The approach of the so-called "blend wall" at 10 percent has escalated the war of words between the refining sector and the biofuel industry. The American Petroleum Institute, the industry lobby group, on Monday launched a new advertising campaign to put public pressure on Washington to relax the biofuel rules, warning that a higher blend of ethanol could damage car engines.

While Valero also operates 10 ethanol plants, RIN prices could raise costs for the company by $750 million or more this year, according to Klesse.

Dan Gilligan, the head of the Petroleum Marketers Association of America, also told lawmakers at the hearing that the RFS could lead to fuel price chaos unless the biofuel targets are lowered.

Some lawmakers at the hearing defended the biofuel mandate.

"I don't think it's fair to blame the Renewable Fuel Standard," said Senator Al Franken, a Democrat. "The policy is helping to wean us off foreign oil and that is a good thing."

The latest spike in U.S. gasoline prices coincides with a nearly 9 percent rise in U.S. crude oil costs over the past two weeks.
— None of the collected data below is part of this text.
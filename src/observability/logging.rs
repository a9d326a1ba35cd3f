//! Structured logging.
//!
//! # Design Decisions
//! - Uses the tracing crate for structured fields
//! - Level comes from config; `RUST_LOG` overrides it when set

use tracing_subscriber::{layer::SubscriberExt, util::SubscriberInitExt, EnvFilter};

/// Initialize the global tracing subscriber.
///
/// `log_level` is used for this crate when `RUST_LOG` is not set.
pub fn init(log_level: &str) {
    let filter = EnvFilter::try_from_default_env()
        .unwrap_or_else(|_| format!("proxy_registry={}", log_level).into());

    // A subscriber may already be installed (tests, embedding); keep it.
    let _ = tracing_subscriber::registry()
        .with(filter)
        .with(tracing_subscriber::fmt::layer())
        .try_init();
}
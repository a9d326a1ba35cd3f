//! Origin-side consumers of the registry.
//!
//! # Data Flow
//! ```text
//! Registry<BackendService>
//!     → inventory.rs (ChangeListener: per-origin state machines)
//!         → pool.rs (one ConnectionPool per origin)
//!             → connection.rs (idempotent close, closed-listeners)
//!     ← command.rs (enable / disable an origin)
//!     → OriginsSnapshot → OriginsChangeListener (e.g. ConfigStore publisher)
//! ```
//!
//! # Design Decisions
//! - The inventory owns traffic admission; the registry only describes services
//! - Unchanged origins keep their state across service reloads
//! - Pools are closed as soon as their origin is replaced or removed

pub mod command;
pub mod connection;
pub mod inventory;
pub mod origin;
pub mod pool;

pub use command::{CommandError, OriginCommand};
pub use connection::{Connection, ConnectionId, ConnectionListener, PooledConnection};
pub use inventory::{
    OriginState, OriginsChangeListener, OriginsInventory, OriginsSnapshot, OriginsStatusPublisher,
};
pub use origin::{BackendService, ConnectionPoolSettings, HealthCheckSettings, Origin};
pub use pool::{ConnectionPool, PoolError};
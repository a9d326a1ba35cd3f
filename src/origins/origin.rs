//! Origins and the backend services grouping them.

use std::fmt;

use serde::Serialize;

use crate::registry::{Id, Identifiable};

/// A single backend endpoint serving an application.
#[derive(Debug, Clone, PartialEq, Eq, Hash, Serialize)]
pub struct Origin {
    pub id: Id,
    pub application_id: Id,
    /// `host:port`.
    pub host: String,
}

impl Origin {
    pub fn new(application_id: impl Into<Id>, id: impl Into<Id>, host: impl Into<String>) -> Self {
        Self {
            id: id.into(),
            application_id: application_id.into(),
            host: host.into(),
        }
    }

    /// `APP-host:port`, the label used in logs and status views.
    pub fn application_info(&self) -> String {
        format!("{}-{}", self.application_id.as_str().to_uppercase(), self.host)
    }
}

impl Identifiable for Origin {
    fn id(&self) -> &Id {
        &self.id
    }
}

impl fmt::Display for Origin {
    fn fmt(&self, f: &mut fmt::Formatter<'_>) -> fmt::Result {
        write!(f, "{}:{}:{}", self.application_id, self.id, self.host)
    }
}

/// Connection pool settings applied to every origin of a service.
#[derive(Debug, Clone, PartialEq, Eq, Serialize)]
pub struct ConnectionPoolSettings {
    pub max_connections_per_host: usize,
    pub max_pending_connections_per_host: usize,
    pub connect_timeout_ms: u64,
    pub pending_connection_timeout_ms: u64,
}

impl Default for ConnectionPoolSettings {
    fn default() -> Self {
        Self {
            max_connections_per_host: 50,
            max_pending_connections_per_host: 25,
            connect_timeout_ms: 2000,
            pending_connection_timeout_ms: 8000,
        }
    }
}

/// Active health check settings for a service's origins.
#[derive(Debug, Clone, PartialEq, Eq, Serialize)]
pub struct HealthCheckSettings {
    pub enabled: bool,
    pub path: String,
    pub interval_ms: u64,
    pub timeout_ms: u64,
    pub healthy_threshold: u32,
    pub unhealthy_threshold: u32,
}

impl Default for HealthCheckSettings {
    fn default() -> Self {
        Self {
            enabled: false,
            path: "/health".to_string(),
            interval_ms: 5000,
            timeout_ms: 2000,
            healthy_threshold: 2,
            unhealthy_threshold: 2,
        }
    }
}

/// A named group of origins plus the settings used to reach them.
///
/// Two services are equal only if every field matches; any difference in
/// settings or origins shows up as an update in registry diffs.
#[derive(Debug, Clone, PartialEq, Eq, Serialize)]
pub struct BackendService {
    pub id: Id,
    /// Path prefix routed to this service.
    pub path: String,
    pub origins: Vec<Origin>,
    pub connection_pool: ConnectionPoolSettings,
    pub health_check: HealthCheckSettings,
    pub response_timeout_ms: u64,
}

impl BackendService {
    pub const DEFAULT_RESPONSE_TIMEOUT_MS: u64 = 1000;

    /// A service with default settings and no origins.
    pub fn new(id: impl Into<Id>, path: impl Into<String>) -> Self {
        Self {
            id: id.into(),
            path: path.into(),
            origins: Vec::new(),
            connection_pool: ConnectionPoolSettings::default(),
            health_check: HealthCheckSettings::default(),
            response_timeout_ms: Self::DEFAULT_RESPONSE_TIMEOUT_MS,
        }
    }

    /// Add an origin, stamping it with this service's id.
    pub fn with_origin(mut self, id: impl Into<Id>, host: impl Into<String>) -> Self {
        self.origins.push(Origin::new(self.id.clone(), id, host));
        self
    }

    pub fn with_response_timeout_ms(mut self, response_timeout_ms: u64) -> Self {
        self.response_timeout_ms = response_timeout_ms;
        self
    }
}

impl Identifiable for BackendService {
    fn id(&self) -> &Id {
        &self.id
    }
}
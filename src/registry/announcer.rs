//! Fan-out broadcaster over a dynamic set of listeners.

use std::any::Any;
use std::panic::{self, AssertUnwindSafe};
use std::sync::{Arc, RwLock};

use crate::observability::metrics;

/// Holds a mutable set of listeners and invokes the same call on each.
///
/// Membership is weakly consistent: a listener added while an announcement
/// is in flight may or may not receive it. Each invocation is isolated, a
/// panicking listener is logged and skipped.
pub struct Announcer<L: ?Sized> {
    name: &'static str,
    listeners: RwLock<Vec<Arc<L>>>,
}

impl<L: ?Sized> Announcer<L> {
    /// Create an announcer. `name` labels log lines and metrics.
    pub fn new(name: &'static str) -> Self {
        Self {
            name,
            listeners: RwLock::new(Vec::new()),
        }
    }

    pub fn add_listener(&self, listener: Arc<L>) {
        self.listeners
            .write()
            .unwrap_or_else(|poisoned| poisoned.into_inner())
            .push(listener);
    }

    /// Remove a listener by pointer identity. Returns true if it was registered.
    pub fn remove_listener(&self, listener: &Arc<L>) -> bool {
        let mut listeners = self
            .listeners
            .write()
            .unwrap_or_else(|poisoned| poisoned.into_inner());
        let before = listeners.len();
        listeners.retain(|l| !same_listener(l, listener));
        listeners.len() != before
    }

    /// Number of registered listeners.
    pub fn listeners(&self) -> usize {
        self.listeners
            .read()
            .unwrap_or_else(|poisoned| poisoned.into_inner())
            .len()
    }

    /// Invoke `call` on every listener registered at the time of the call.
    ///
    /// Returns the number of listeners that panicked.
    pub fn announce<F>(&self, call: F) -> usize
    where
        F: Fn(&L),
    {
        // Snapshot membership so listeners may add/remove peers re-entrantly.
        let listeners: Vec<Arc<L>> = self
            .listeners
            .read()
            .unwrap_or_else(|poisoned| poisoned.into_inner())
            .clone();

        let mut failures = 0;
        for listener in &listeners {
            if !self.announce_one(listener, &call) {
                failures += 1;
            }
        }
        failures
    }

    /// Invoke `call` on a single listener with the same isolation as
    /// `announce`. Returns false if the listener panicked.
    pub fn announce_one<F>(&self, listener: &L, call: F) -> bool
    where
        F: Fn(&L),
    {
        match panic::catch_unwind(AssertUnwindSafe(|| call(listener))) {
            Ok(()) => true,
            Err(payload) => {
                tracing::error!(
                    announcer = self.name,
                    error = %panic_message(payload.as_ref()),
                    "Listener failed during announcement"
                );
                metrics::record_listener_failure(self.name);
                false
            }
        }
    }
}

impl<L: ?Sized> std::fmt::Debug for Announcer<L> {
    fn fmt(&self, f: &mut std::fmt::Formatter<'_>) -> std::fmt::Result {
        f.debug_struct("Announcer")
            .field("name", &self.name)
            .field("listeners", &self.listeners())
            .finish()
    }
}

fn same_listener<L: ?Sized>(a: &Arc<L>, b: &Arc<L>) -> bool {
    // Compare data pointers only; vtable pointers of the same object may differ.
    std::ptr::eq(Arc::as_ptr(a) as *const (), Arc::as_ptr(b) as *const ())
}

fn panic_message(payload: &(dyn Any + Send)) -> String {
    if let Some(s) = payload.downcast_ref::<&str>() {
        s.to_string()
    } else if let Some(s) = payload.downcast_ref::<String>() {
        s.clone()
    } else {
        "unknown panic".to_string()
    }
}

#[cfg(test)]
mod tests {
    use super::*;
    use std::sync::atomic::{AtomicUsize, Ordering};
    use std::sync::Mutex;

    trait Ping: Send + Sync {
        fn ping(&self, n: usize);
    }

    #[derive(Default)]
    struct Recorder {
        seen: Mutex<Vec<usize>>,
    }

    impl Ping for Recorder {
        fn ping(&self, n: usize) {
            self.seen.lock().unwrap().push(n);
        }
    }

    struct Exploding;

    impl Ping for Exploding {
        fn ping(&self, _n: usize) {
            panic!("boom");
        }
    }

    #[test]
    fn announces_to_every_listener_in_order() {
        let announcer: Announcer<dyn Ping> = Announcer::new("test");
        let a = Arc::new(Recorder::default());
        let b = Arc::new(Recorder::default());
        announcer.add_listener(a.clone());
        announcer.add_listener(b.clone());

        announcer.announce(|l| l.ping(1));
        announcer.announce(|l| l.ping(2));

        assert_eq!(*a.seen.lock().unwrap(), vec![1, 2]);
        assert_eq!(*b.seen.lock().unwrap(), vec![1, 2]);
    }

    #[test]
    fn removed_listener_is_not_called() {
        let announcer: Announcer<dyn Ping> = Announcer::new("test");
        let a = Arc::new(Recorder::default());
        let a_dyn: Arc<dyn Ping> = a.clone();
        announcer.add_listener(a_dyn.clone());

        assert!(announcer.remove_listener(&a_dyn));
        assert!(!announcer.remove_listener(&a_dyn));
        announcer.announce(|l| l.ping(1));

        assert!(a.seen.lock().unwrap().is_empty());
        assert_eq!(announcer.listeners(), 0);
    }

    #[test]
    fn panicking_listener_does_not_stop_delivery() {
        let announcer: Announcer<dyn Ping> = Announcer::new("test");
        let after = Arc::new(Recorder::default());
        announcer.add_listener(Arc::new(Exploding));
        announcer.add_listener(after.clone());

        let failures = announcer.announce(|l| l.ping(7));

        assert_eq!(failures, 1);
        assert_eq!(*after.seen.lock().unwrap(), vec![7]);
    }

    #[test]
    fn listener_may_register_peers_during_announcement() {
        struct Spawner {
            announcer: Arc<Announcer<dyn Ping>>,
            calls: AtomicUsize,
        }

        impl Ping for Spawner {
            fn ping(&self, _n: usize) {
                self.calls.fetch_add(1, Ordering::SeqCst);
                self.announcer.add_listener(Arc::new(Recorder::default()));
            }
        }

        let announcer: Arc<Announcer<dyn Ping>> = Arc::new(Announcer::new("test"));
        let spawner = Arc::new(Spawner {
            announcer: announcer.clone(),
            calls: AtomicUsize::new(0),
        });
        announcer.add_listener(spawner.clone());

        announcer.announce(|l| l.ping(1));

        assert_eq!(spawner.calls.load(Ordering::SeqCst), 1);
        assert_eq!(announcer.listeners(), 2);
    }
}
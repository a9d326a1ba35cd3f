//! Dynamic resource registry.
//!
//! # Data Flow
//! ```text
//! reload source (file watcher, discovery poll)
//!     → Registry::set(resources)
//!     → changes.rs (diff against the current snapshot)
//!     → atomic swap of Arc<Vec<T>>
//!     → announcer.rs (fan out non-empty Changes to listeners)
//!     → listeners (origins inventory, pools, admin views)
//!
//! New listener:
//!     Registry::add_listener
//!     → receives "everything added" for the current snapshot
//!     → then every subsequent non-empty diff
//! ```
//!
//! # Design Decisions
//! - Readers never lock; the snapshot lives in an `ArcSwap`
//! - Writers are serialized so diffs are gap-free and ordered
//! - Listeners run synchronously inside `set` and must not block
//! - A panicking listener is isolated from its peers and from the snapshot

pub mod announcer;
pub mod changes;
pub mod dynamic;
pub mod file_backed;
pub mod id;

pub use announcer::Announcer;
pub use changes::{changes, ChangeListener, Changes, ChangesBuilder};
pub use dynamic::{Registry, RegistryError};
pub use file_backed::{FileBackedRegistry, ReloadResult, ResourceReader};
pub use id::{Id, Identifiable};
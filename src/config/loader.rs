//! Configuration loading from disk.

use std::fmt::Display;
use std::fs;
use std::path::Path;

use thiserror::Error;

use crate::config::schema::{BackendServicesFile, ProxyConfig};
use crate::config::validation::{validate_backend_services, validate_config, ValidationError};
use crate::origins::BackendService;
use crate::registry::ResourceReader;

/// Error type for configuration loading.
#[derive(Debug, Error)]
pub enum ConfigError {
    #[error("IO error: {0}")]
    Io(#[from] std::io::Error),

    #[error("Parse error: {0}")]
    Parse(#[from] toml::de::Error),

    #[error("Validation failed: {}", join(.0))]
    Validation(Vec<ValidationError>),

    #[error("Invalid content: {0}")]
    Invalid(String),
}

fn join<E: Display>(errors: &[E]) -> String {
    errors
        .iter()
        .map(ToString::to_string)
        .collect::<Vec<_>>()
        .join(", ")
}

/// Load and validate configuration from a TOML file.
pub fn load_config(path: &Path) -> Result<ProxyConfig, ConfigError> {
    let content = fs::read_to_string(path)?;
    let config: ProxyConfig = toml::from_str(&content)?;

    validate_config(&config).map_err(ConfigError::Validation)?;

    Ok(config)
}

/// Parse and validate the content of a backend services file.
pub fn parse_backend_services(content: &str) -> Result<Vec<BackendService>, ConfigError> {
    let file: BackendServicesFile = toml::from_str(content)?;

    validate_backend_services(&file).map_err(ConfigError::Validation)?;

    Ok(file
        .services
        .into_iter()
        .map(|service| service.into_backend_service())
        .collect())
}

/// Reads `[[services]]` tables from TOML into backend services.
#[derive(Debug, Clone, Copy, Default)]
pub struct TomlBackendServicesReader;

impl ResourceReader<BackendService> for TomlBackendServicesReader {
    fn read(&self, content: &[u8]) -> Result<Vec<BackendService>, ConfigError> {
        let content = std::str::from_utf8(content)
            .map_err(|e| ConfigError::Invalid(format!("backend services file is not UTF-8: {}", e)))?;
        parse_backend_services(content)
    }
}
Gasoline prices could jump an additional 15 cents due to the rise in oil costs, EIA head Adam Sieminski told Reuters after testifying.

Committee Chairman Ron Wyden questioned why gasoline prices have remained stubbornly high even though U.S. oil output has reached record levels.

"Unlike the immediate benefits that American consumers and businesses have seen from low natural gas prices, at the gasoline pump, it has been pretty much business as usual," Wyden said.

Several lawmakers pressed Klesse and Sieminski about recent refinery outages that have spiked regional gas prices.

Klesse said that refiners attempt to schedule maintenance for low demand periods, but unexpected glitches can force the shutdown of refineries at inopportune times. Antitrust laws also prevent companies from communicating about planned outages.

Earlier this year, gasoline prices jumped to $4.29 a gallon in the Midwest after planned and unplanned refinery outages lowered gasoline output in the region.

The EIA had a program several years ago that helped to monitor and report outages that was aimed at preventing such widespread shutdowns. The program was shut due to budget cuts.

Wyden said providing real time information on refinery outages should be a priority for the EIA and pledged to work with the agency to address the issue.

Restarting the refinery outage report would cost the EIA several million dollars a year, Sieminski told lawmakers.